Dataset items:
________
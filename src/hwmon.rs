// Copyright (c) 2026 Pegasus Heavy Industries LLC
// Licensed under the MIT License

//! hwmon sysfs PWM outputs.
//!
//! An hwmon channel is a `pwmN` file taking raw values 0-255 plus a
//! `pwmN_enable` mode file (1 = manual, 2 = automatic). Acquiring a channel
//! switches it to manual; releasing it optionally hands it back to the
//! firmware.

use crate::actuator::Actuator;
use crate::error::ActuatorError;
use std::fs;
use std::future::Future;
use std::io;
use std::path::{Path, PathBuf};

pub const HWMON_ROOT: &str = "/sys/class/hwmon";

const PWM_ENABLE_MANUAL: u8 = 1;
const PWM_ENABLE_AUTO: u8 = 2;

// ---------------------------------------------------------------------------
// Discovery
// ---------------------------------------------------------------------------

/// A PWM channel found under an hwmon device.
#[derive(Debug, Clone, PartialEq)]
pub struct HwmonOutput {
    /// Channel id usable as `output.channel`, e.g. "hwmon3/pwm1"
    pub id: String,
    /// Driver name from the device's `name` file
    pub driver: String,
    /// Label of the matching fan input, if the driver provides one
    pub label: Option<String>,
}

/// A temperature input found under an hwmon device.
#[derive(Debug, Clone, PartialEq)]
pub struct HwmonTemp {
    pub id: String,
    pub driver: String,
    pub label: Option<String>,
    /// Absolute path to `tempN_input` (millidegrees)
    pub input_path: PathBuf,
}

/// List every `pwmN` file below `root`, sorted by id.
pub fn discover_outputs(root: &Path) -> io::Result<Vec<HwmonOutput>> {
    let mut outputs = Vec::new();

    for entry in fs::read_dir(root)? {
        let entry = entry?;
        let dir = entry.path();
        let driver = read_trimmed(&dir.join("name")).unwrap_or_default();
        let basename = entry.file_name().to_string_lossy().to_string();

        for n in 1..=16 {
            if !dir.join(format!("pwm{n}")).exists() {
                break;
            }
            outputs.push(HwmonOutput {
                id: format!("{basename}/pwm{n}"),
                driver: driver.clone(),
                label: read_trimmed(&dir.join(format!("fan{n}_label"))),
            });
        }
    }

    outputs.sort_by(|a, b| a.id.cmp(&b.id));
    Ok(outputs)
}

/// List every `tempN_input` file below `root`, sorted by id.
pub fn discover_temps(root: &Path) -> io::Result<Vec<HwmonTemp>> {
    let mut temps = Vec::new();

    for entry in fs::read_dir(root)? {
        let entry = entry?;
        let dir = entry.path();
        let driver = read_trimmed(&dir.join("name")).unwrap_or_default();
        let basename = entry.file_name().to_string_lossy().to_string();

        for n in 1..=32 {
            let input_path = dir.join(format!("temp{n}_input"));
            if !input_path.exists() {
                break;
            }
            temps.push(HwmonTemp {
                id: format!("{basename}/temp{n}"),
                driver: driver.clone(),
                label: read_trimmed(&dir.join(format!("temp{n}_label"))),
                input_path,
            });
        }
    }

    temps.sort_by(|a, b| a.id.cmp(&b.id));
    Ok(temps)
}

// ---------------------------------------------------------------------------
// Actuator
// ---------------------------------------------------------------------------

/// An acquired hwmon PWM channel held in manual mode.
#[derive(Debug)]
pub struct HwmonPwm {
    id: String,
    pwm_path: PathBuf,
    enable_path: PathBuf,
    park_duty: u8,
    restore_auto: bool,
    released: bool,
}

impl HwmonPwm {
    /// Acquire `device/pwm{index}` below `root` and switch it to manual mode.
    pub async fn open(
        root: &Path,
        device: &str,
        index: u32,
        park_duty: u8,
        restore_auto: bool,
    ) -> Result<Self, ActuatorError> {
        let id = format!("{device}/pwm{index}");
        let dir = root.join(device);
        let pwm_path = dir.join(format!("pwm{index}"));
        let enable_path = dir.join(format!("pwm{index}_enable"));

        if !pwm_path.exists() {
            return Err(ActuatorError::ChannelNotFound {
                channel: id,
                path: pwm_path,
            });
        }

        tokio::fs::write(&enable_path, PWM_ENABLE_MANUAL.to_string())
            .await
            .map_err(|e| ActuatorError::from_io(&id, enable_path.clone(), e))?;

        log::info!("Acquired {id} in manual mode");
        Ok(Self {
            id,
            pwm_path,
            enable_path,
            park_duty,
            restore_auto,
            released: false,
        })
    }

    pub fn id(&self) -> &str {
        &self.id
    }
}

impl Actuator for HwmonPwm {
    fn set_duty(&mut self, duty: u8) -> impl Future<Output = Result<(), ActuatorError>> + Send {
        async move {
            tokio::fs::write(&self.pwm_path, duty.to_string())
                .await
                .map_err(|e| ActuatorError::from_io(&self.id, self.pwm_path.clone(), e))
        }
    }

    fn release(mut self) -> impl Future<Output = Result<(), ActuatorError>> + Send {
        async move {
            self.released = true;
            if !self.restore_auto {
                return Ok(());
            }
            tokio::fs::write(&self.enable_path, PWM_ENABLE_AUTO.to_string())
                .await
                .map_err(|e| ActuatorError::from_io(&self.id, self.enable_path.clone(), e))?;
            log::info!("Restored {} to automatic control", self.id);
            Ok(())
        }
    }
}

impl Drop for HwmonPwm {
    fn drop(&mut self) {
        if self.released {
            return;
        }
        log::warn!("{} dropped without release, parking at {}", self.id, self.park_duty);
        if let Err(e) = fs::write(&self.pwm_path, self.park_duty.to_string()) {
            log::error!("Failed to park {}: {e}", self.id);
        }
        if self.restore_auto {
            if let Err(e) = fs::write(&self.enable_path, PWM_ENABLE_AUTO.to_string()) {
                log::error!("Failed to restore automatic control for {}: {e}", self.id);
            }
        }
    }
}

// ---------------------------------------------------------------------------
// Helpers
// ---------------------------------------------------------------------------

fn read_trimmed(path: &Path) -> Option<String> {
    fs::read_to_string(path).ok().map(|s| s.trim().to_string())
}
________
(EXERCISE AIM) Your task is to reproduce the entries exactly, starting at the first line and ending with the line containing "Acquiring a channel".

(COMPLETED EXERCISE)
filename src/hwmon.rs
// Copyright (c) 2026 Pegasus Heavy Industries LLC
// Licensed under the MIT License

//! hwmon sysfs PWM outputs.
//!
//! An hwmon channel is a `pwmN` file taking raw values 0-255 plus a
//! `pwmN_enable` mode file (1 = manual, 2 = automatic). Acquiring a channel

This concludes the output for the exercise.